Ciro Gómez Leyva
09-07-10
Lo inevitable tuvo salida. Guillermo Fariñas había elegido retar abiertamente a la dictadura, un método eficaz para encontrarse con la muerte. Pero hay historias predestinadas a no morir. Esas que cambian el curso de las cosas.
En el día 135 de huelga de hambre, el cardenal Jaime Ortega anunció que el gobierno de Raúl Castro aceptaba liberar a 52 presos políticos: los pensadores y activistas cazados en 2003 por “atentar y conspirar contra Cuba”. Postrado en el hospital, con barro biliar y un trombo en la vena yugular subclavia, Fariñas dijo que si era así, él también aceptaba.

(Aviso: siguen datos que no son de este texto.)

//! Prompt Builders
//!
//! System prompts and message lists for every completion the application
//! issues: planning, single-file generation, legacy whole-project
//! generation, chat replies and prompt enhancement.

use codeforge_llm::{Message, MessageRole};

use crate::models::artifact::{
    FilePlanEntry, GenerationOptions, GenerationRequest, ENTRY_FILE, STYLESHEET_FILE,
};

pub const CHAT_SYSTEM_PROMPT: &str = "You are Codeforge, an AI web builder. You help people describe what \
they want; the code itself is generated separately. Never output code. Reply in plain language, \
in one or two short sentences, and do not ask questions.";

pub const PLAN_SYSTEM_PROMPT: &str = r#"You are the planning step of a React project generator.
Read the conversation and decide which files the project needs.
Respond with ONLY a JSON object, no prose and no markdown, in exactly this shape:
{"projectTitle": "Short title", "explanation": "One paragraph describing the project", "files": [{"path": "/App.js", "description": "What this file contains"}]}
Rules:
- Stack: React with Vite, Tailwind CSS for styling, lucide-react for icons, framer-motion for animation.
- Paths start with "/" and never include a "src/" prefix.
- Always include "/App.js" (the root component) and "/index.css" (global styles with the Tailwind directives).
- Split the UI into small components under "/components/". Keep the plan between 3 and 12 files.
- Every entry needs both a path and a one-sentence description."#;

pub const FILE_SYSTEM_PROMPT: &str = r#"You are a senior React developer writing one file of a larger project.
Stack: React with Vite, Tailwind CSS, lucide-react icons, framer-motion animations.
Write complete, working code with realistic sample content. Use default exports for components.
Import sibling files with relative paths that match the project file list.
Output only the file's source code. No JSON, no markdown fences, no explanations."#;

pub const CODE_GEN_PROMPT: &str = r#"You generate complete React projects.
Respond with ONLY a JSON object in exactly this shape:
{"projectTitle": "Short title", "explanation": "One paragraph describing the project", "files": {"/App.js": {"code": "..."}, "/index.css": {"code": "..."}}}
Rules:
- Stack: React with Vite, Tailwind CSS, lucide-react icons, framer-motion animations.
- Paths start with "/" and never include a "src/" prefix.
- Always include "/App.js" and "/index.css".
- Escape every newline and quote inside code strings so the document is valid JSON.
- Write complete, working code with realistic sample content."#;

pub const ENHANCE_SYSTEM_PROMPT: &str = "You help non-technical people describe the websites they want, \
using clear and friendly language. Never write code.";

pub const ENHANCE_RULES: &str = r#"Rewrite the prompt below into a clear, specific brief for building a website.
- Keep the person's intent and every feature they asked for.
- Name the pages or sections, the main interactions and the visual style.
- Suggest sensible defaults for anything they left open.
- Write one paragraph of 120 to 200 words, in plain language, with no code and no lists.
Respond with only the improved prompt."#;

const SUPABASE_NOTE: &str = "Use Supabase for data and authentication: create the client in \
\"/lib/supabaseClient.js\" from the VITE_SUPABASE_URL and VITE_SUPABASE_ANON_KEY environment variables.";

const VERCEL_NOTE: &str = "The project will be deployed to Vercel: keep it a standard Vite build \
with no server code.";

/// Copy the transcript, dropping system turns the caller may have sent
fn transcript(request: &GenerationRequest) -> impl Iterator<Item = Message> + '_ {
    request
        .messages
        .iter()
        .filter(|m| m.role != MessageRole::System)
        .cloned()
}

fn option_notes(options: &GenerationOptions) -> String {
    let mut notes = String::new();
    if options.include_supabase {
        notes.push('\n');
        notes.push_str(SUPABASE_NOTE);
    }
    if options.deploy_to_vercel {
        notes.push('\n');
        notes.push_str(VERCEL_NOTE);
    }
    notes
}

/// Messages for the planning call
pub fn plan_messages(request: &GenerationRequest) -> Vec<Message> {
    let mut system = PLAN_SYSTEM_PROMPT.to_string();
    let existing = request.existing_paths();
    if !existing.is_empty() {
        system.push_str(&format!(
            "\nEXISTING FILES (update these, don't recreate): {}",
            existing.join(", ")
        ));
    }
    system.push_str(&option_notes(&request.options));

    std::iter::once(Message::system(system))
        .chain(transcript(request))
        .collect()
}

/// Messages for generating one plan entry
pub fn file_messages(
    request: &GenerationRequest,
    entry: &FilePlanEntry,
    plan: &[FilePlanEntry],
) -> Vec<Message> {
    let mut system = FILE_SYSTEM_PROMPT.to_string();
    let others: Vec<&str> = plan
        .iter()
        .filter(|e| e.path != entry.path)
        .map(|e| e.path.as_str())
        .collect();
    if !others.is_empty() {
        system.push_str(&format!(
            "\nOther files in this project: {}. Import from them as needed.",
            others.join(", ")
        ));
    }
    if entry.path == STYLESHEET_FILE {
        system.push_str("\nThis is the global stylesheet: start with the three Tailwind directives.");
    } else if entry.path == ENTRY_FILE {
        system.push_str("\nThis is the root component: it composes the other components.");
    }
    system.push_str(&option_notes(&request.options));

    let user = format!(
        "PROJECT REQUEST: {}\n\nGENERATE FILE: {}\nDESCRIPTION: {}\n\nOutput ONLY the raw source code for this file. No JSON wrapping. No markdown. Just code.",
        request.latest_user_prompt(),
        entry.path,
        entry.description
    );
    vec![Message::system(system), Message::user(user)]
}

/// Messages for the legacy whole-project call
pub fn legacy_messages(request: &GenerationRequest) -> Vec<Message> {
    let mut system = CODE_GEN_PROMPT.to_string();
    let existing = request.existing_paths();
    if !existing.is_empty() {
        system.push_str(&format!(
            "\nCURRENT FILES (update, don't recreate): {}",
            existing.join(", ")
        ));
    }
    system.push_str(&option_notes(&request.options));
    system.push_str("\n\nREMINDER: Respond with ONLY valid JSON with a \"files\" key.");

    std::iter::once(Message::system(system))
        .chain(transcript(request))
        .collect()
}

/// Messages for a short chat reply
pub fn chat_messages(history: &[Message]) -> Vec<Message> {
    std::iter::once(Message::system(CHAT_SYSTEM_PROMPT))
        .chain(history.iter().filter(|m| m.role != MessageRole::System).cloned())
        .collect()
}

/// Messages for prompt enhancement
pub fn enhance_messages(prompt: &str) -> Vec<Message> {
    vec![
        Message::system(ENHANCE_SYSTEM_PROMPT),
        Message::user(format!("{}\n\nOriginal prompt: {}", ENHANCE_RULES, prompt.trim())),
    ]
}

Ya no importó que, por lo pronto, el llamado “gesto humanitario” de los Castro incluyera a sólo cinco presos que podrán irse de Cuba. O que se dejara en la niebla la mecánica de las próximas liberaciones. Bastó la promesa para que el canciller de España, Miguel Ángel Morantinos, intermediario clave en esta fase crucial, asegurara que en tres o cuatro meses “quedará definitivamente zanjado el problema de los prisioneros de conciencia”.
No importó la ausencia de cómos, porque era una gran noticia. Fariñas, a fin de cuentas, comenzó la huelga con la exigencia de que se excarcelara a los enfermos. Su victoria sobre la dictadura es monumental, histórica.
“No tendrá una recuperación total, pero puede ser cerca de lo normal”, me dijo su médico personal, Ismel Iglesias, con un juego de palabras como mandado a hacer para este día jubiloso y ambiguo. “Está en estado crítico grave, pero en mes y medio podría ser dado de alta”.
La melancólica diplomacia mexicana, que tendría que haber significado como la española, saludó con vago agrado la noticia.
Gracias, Guillermo, por haber desnudado a tantos. Gracias por esta historia extraordinaria.